(WHAT IS BEING ASKED) Although the data below holds other lines too, output only those from the line with "pub fn unusable_field(&self)" up to and including the line with "selections to a file.", exactly as they appear.

━━ DATA IN THIS EXERCISE

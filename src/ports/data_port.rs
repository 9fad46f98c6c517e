//! Dataset access port trait.

use crate::domain::dataset::Dataset;
use crate::domain::error::FlowError;

/// Supplies a fully validated dataset: required columns present, numbers
/// coerced, invalid dates and duplicate rows removed.
pub trait DatasetPort {
    fn load(&self) -> Result<Dataset, FlowError>;

    /// Human-readable origin of the data, used in log lines.
    fn describe(&self) -> String {
        "dataset".to_string()
    }
}
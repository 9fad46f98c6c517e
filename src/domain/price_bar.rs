//! Daily price bar for one listed stock.

use chrono::NaiveDate;

#[derive(Debug, Clone, PartialEq)]
pub struct PriceBar {
    pub stock_code: String,
    pub trading_date: NaiveDate,
    pub open: f64,
    pub high: f64,
    pub low: f64,
    pub close: f64,
    pub volume: f64,
    pub foreign_buy: Option<f64>,
    pub foreign_sell: Option<f64>,
    /// Precomputed net foreign value when the export ships one.
    pub net_foreign: Option<f64>,
    pub frequency: Option<u64>,
    pub sector: Option<String>,
    pub company_name: Option<String>,
}

impl PriceBar {
    pub fn new(
        stock_code: impl Into<String>,
        trading_date: NaiveDate,
        open: f64,
        high: f64,
        low: f64,
        close: f64,
        volume: f64,
    ) -> Self {
        Self {
            stock_code: stock_code.into(),
            trading_date,
            open,
            high,
            low,
            close,
            volume,
            foreign_buy: None,
            foreign_sell: None,
            net_foreign: None,
            frequency: None,
            sector: None,
            company_name: None,
        }
    }

    pub fn with_foreign(mut self, buy: f64, sell: f64) -> Self {
        self.foreign_buy = Some(buy);
        self.foreign_sell = Some(sell);
        self
    }

    /// (high + low + close) / 3
    pub fn typical_price(&self) -> f64 {
        (self.high + self.low + self.close) / 3.0
    }

    /// ((close - low) - (high - close)) / (high - low), 0 when high == low
    pub fn money_flow_multiplier(&self) -> f64 {
        let range = self.high - self.low;
        if range == 0.0 {
            0.0
        } else {
            ((self.close - self.low) - (self.high - self.close)) / range
        }
    }

    /// foreign_buy - foreign_sell, falling back to the precomputed net column.
    pub fn net_foreign_flow(&self) -> Option<f64> {
        match (self.foreign_buy, self.foreign_sell) {
            (Some(buy), Some(sell)) => Some(buy - sell),
            _ => self.net_foreign,
        }
    }

    /// The first required field that cannot take part in indicator sums.
    pub fn unusable_field(&self) -> Option<&'static str> {
        if !self.high.is_finite() {
            Some("High")
        } else if !self.low.is_finite() {
            Some("Low")
        } else if !self.close.is_finite() {
            Some("Close")
        } else if !self.volume.is_finite() || self.volume < 0.0 {
            Some("Volume")
        } else {
            None
        }
    }
}
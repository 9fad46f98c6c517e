//! idxflow: money-flow indicators for Indonesian exchange-listed stocks.
//!
//! Hexagonal architecture: domain logic in [`domain`], port traits in [`ports`],
//! concrete implementations in [`adapters`].

pub mod domain;
pub mod ports;
pub mod adapters;
pub mod cli;
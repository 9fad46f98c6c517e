//! Report output port trait.

use crate::domain::error::FlowError;
use crate::domain::indicator::IndicatorRow;
use crate::domain::query::RankingRow;
use std::path::Path;

/// Port for exporting selections to a file.
pub trait ReportPort {
    fn write_indicators(&self, rows: &[IndicatorRow], output_path: &Path) -> Result<(), FlowError>;

    fn write_ranking(&self, rows: &[RankingRow], output_path: &Path) -> Result<(), FlowError>;
}
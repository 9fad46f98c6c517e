//! Concrete adapter implementations for ports.

pub mod csv_adapter;
pub mod file_config_adapter;
pub mod table_report;
//! Text tables and CSV export for indicator and ranking rows.
//!
//! Number conventions:
//! - prices: 2 decimals, thousands separators
//! - volume, frequency, net foreign: integers, thousands separators
//! - CMF: 4 decimals, MFI: 2 decimals
//! - missing values: `-`

use crate::domain::error::FlowError;
use crate::domain::indicator::IndicatorRow;
use crate::domain::query::RankingRow;
use crate::ports::report_port::ReportPort;
use std::fmt::Write as _;
use std::io::Write;
use std::path::Path;

const MISSING: &str = "-";

/// Formats `value` with `decimals` places and `,` between thousands.
pub fn format_thousands(value: f64, decimals: usize) -> String {
    if !value.is_finite() {
        return MISSING.to_string();
    }
    let fixed = format!("{:.*}", decimals, value.abs());
    let (int_part, frac_part) = match fixed.split_once('.') {
        Some((i, f)) => (i, Some(f)),
        None => (fixed.as_str(), None),
    };

    let mut grouped = String::with_capacity(int_part.len() + int_part.len() / 3 + 1);
    for (i, ch) in int_part.chars().enumerate() {
        if i > 0 && (int_part.len() - i) % 3 == 0 {
            grouped.push(',');
        }
        grouped.push(ch);
    }

    let negative = value < 0.0 && fixed.chars().any(|c| c.is_ascii_digit() && c != '0');
    let mut out = String::new();
    if negative {
        out.push('-');
    }
    out.push_str(&grouped);
    if let Some(frac) = frac_part {
        out.push('.');
        out.push_str(frac);
    }
    out
}

pub fn format_optional(value: Option<f64>, decimals: usize, grouped: bool) -> String {
    match value {
        Some(v) if grouped => format_thousands(v, decimals),
        Some(v) => format!("{:.*}", decimals, v),
        None => MISSING.to_string(),
    }
}

/// Indicator table, newest trading day first.
pub fn render_indicator_table(rows: &[IndicatorRow]) -> String {
    let header = [
        "Date", "Open", "High", "Low", "Close", "Volume", "NetForeign", "CMF", "MFI",
    ];
    let body: Vec<Vec<String>> = rows
        .iter()
        .rev()
        .map(|r| {
            vec![
                r.bar.trading_date.to_string(),
                format_thousands(r.bar.open, 2),
                format_thousands(r.bar.high, 2),
                format_thousands(r.bar.low, 2),
                format_thousands(r.bar.close, 2),
                format_thousands(r.bar.volume, 0),
                format_optional(r.bar.net_foreign_flow(), 0, true),
                format_optional(r.cmf, 4, false),
                format_optional(r.mfi, 2, false),
            ]
        })
        .collect();
    render_table(&header, &body)
}

pub fn render_ranking_table(rows: &[RankingRow]) -> String {
    let header = ["#", "Code", "Company", "Close", "Volume", "NetForeign", "Frequency"];
    let body: Vec<Vec<String>> = rows
        .iter()
        .enumerate()
        .map(|(i, r)| {
            vec![
                (i + 1).to_string(),
                r.stock_code.clone(),
                r.company_name.clone().unwrap_or_else(|| MISSING.to_string()),
                format_thousands(r.close, 2),
                format_thousands(r.volume, 0),
                format_optional(r.net_foreign_flow, 0, true),
                r.frequency
                    .map(|f| format_thousands(f as f64, 0))
                    .unwrap_or_else(|| MISSING.to_string()),
            ]
        })
        .collect();
    render_table(&header, &body)
}

fn render_table(header: &[&str], body: &[Vec<String>]) -> String {
    let mut widths: Vec<usize> = header.iter().map(|h| h.chars().count()).collect();
    for row in body {
        for (w, cell) in widths.iter_mut().zip(row) {
            *w = (*w).max(cell.chars().count());
        }
    }

    let mut out = String::new();
    let header_cells: Vec<String> = header.iter().map(|h| h.to_string()).collect();
    push_line(&mut out, &header_cells, &widths);
    let rule: Vec<String> = widths.iter().map(|&w| "-".repeat(w)).collect();
    push_line(&mut out, &rule, &widths);
    for row in body {
        push_line(&mut out, row, &widths);
    }
    out
}

fn push_line(out: &mut String, cells: &[String], widths: &[usize]) {
    let line: Vec<String> = cells
        .iter()
        .zip(widths)
        .enumerate()
        .map(|(i, (cell, &w))| {
            // First column left-aligned, numbers right-aligned.
            if i == 0 {
                format!("{:<w$}", cell, w = w)
            } else {
                format!("{:>w$}", cell, w = w)
            }
        })
        .collect();
    let _ = writeln!(out, "{}", line.join("  ").trim_end());
}

/// CSV writer with the same columns as the text tables.
pub struct CsvReport;

impl CsvReport {
    pub fn write_indicators_to<W: Write>(
        rows: &[IndicatorRow],
        writer: W,
    ) -> Result<(), FlowError> {
        let mut wtr = csv::Writer::from_writer(writer);
        wtr.write_record([
            "StockCode",
            "TradingDate",
            "Open",
            "High",
            "Low",
            "Close",
            "Volume",
            "TypicalPrice",
            "NetForeign",
            "CMF",
            "MFI",
        ])
        .map_err(csv_error)?;

        for r in rows {
            wtr.write_record([
                r.bar.stock_code.clone(),
                r.bar.trading_date.to_string(),
                r.bar.open.to_string(),
                r.bar.high.to_string(),
                r.bar.low.to_string(),
                r.bar.close.to_string(),
                r.bar.volume.to_string(),
                format!("{:.4}", r.typical_price),
                r.bar
                    .net_foreign_flow()
                    .map(|v| v.to_string())
                    .unwrap_or_default(),
                r.cmf.map(|v| format!("{:.4}", v)).unwrap_or_default(),
                r.mfi.map(|v| format!("{:.2}", v)).unwrap_or_default(),
            ])
            .map_err(csv_error)?;
        }
        wtr.flush()?;
        Ok(())
    }

    pub fn write_ranking_to<W: Write>(rows: &[RankingRow], writer: W) -> Result<(), FlowError> {
        let mut wtr = csv::Writer::from_writer(writer);
        wtr.write_record([
            "Rank",
            "StockCode",
            "CompanyName",
            "Close",
            "Volume",
            "NetForeign",
            "Frequency",
        ])
        .map_err(csv_error)?;

        for (i, r) in rows.iter().enumerate() {
            wtr.write_record([
                (i + 1).to_string(),
                r.stock_code.clone(),
                r.company_name.clone().unwrap_or_default(),
                r.close.to_string(),
                r.volume.to_string(),
                r.net_foreign_flow.map(|v| v.to_string()).unwrap_or_default(),
                r.frequency.map(|v| v.to_string()).unwrap_or_default(),
            ])
            .map_err(csv_error)?;
        }
        wtr.flush()?;
        Ok(())
    }
}

impl ReportPort for CsvReport {
    fn write_indicators(&self, rows: &[IndicatorRow], output_path: &Path) -> Result<(), FlowError> {
        let file = std::fs::File::create(output_path)?;
        Self::write_indicators_to(rows, file)
    }

    fn write_ranking(&self, rows: &[RankingRow], output_path: &Path) -> Result<(), FlowError> {
        let file = std::fs::File::create(output_path)?;
        Self::write_ranking_to(rows, file)
    }
}

fn csv_error(e: csv::Error) -> FlowError {
    FlowError::Dataset {
        reason: format!("CSV write error: {}", e),
    }
}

━━━━

(WRITTEN ANSWER)
    pub fn unusable_field(&self) -> Option<&'static str> {
        if !self.high.is_finite() {
            Some("High")
        } else if !self.low.is_finite() {
            Some("Low")
        } else if !self.close.is_finite() {
            Some("Close")
        } else if !self.volume.is_finite() || self.volume < 0.0 {
            Some("Volume")
        } else {
            None
        }
    }
}
repository 9fad46f98c6c517e
//! idxflow: money-flow indicators for Indonesian exchange-listed stocks.
//!
//! Hexagonal architecture: domain logic in [`domain`], port traits in [`ports`],
//! concrete implementations in [`adapters`].

pub mod domain;
pub mod ports;
pub mod adapters;
pub mod cli;
repository 9fad46f98c6c517e
//! Report output port trait.

use crate::domain::error::FlowError;
use crate::domain::indicator::IndicatorRow;
use crate::domain::query::RankingRow;
use std::path::Path;

/// Port for exporting selections to a file.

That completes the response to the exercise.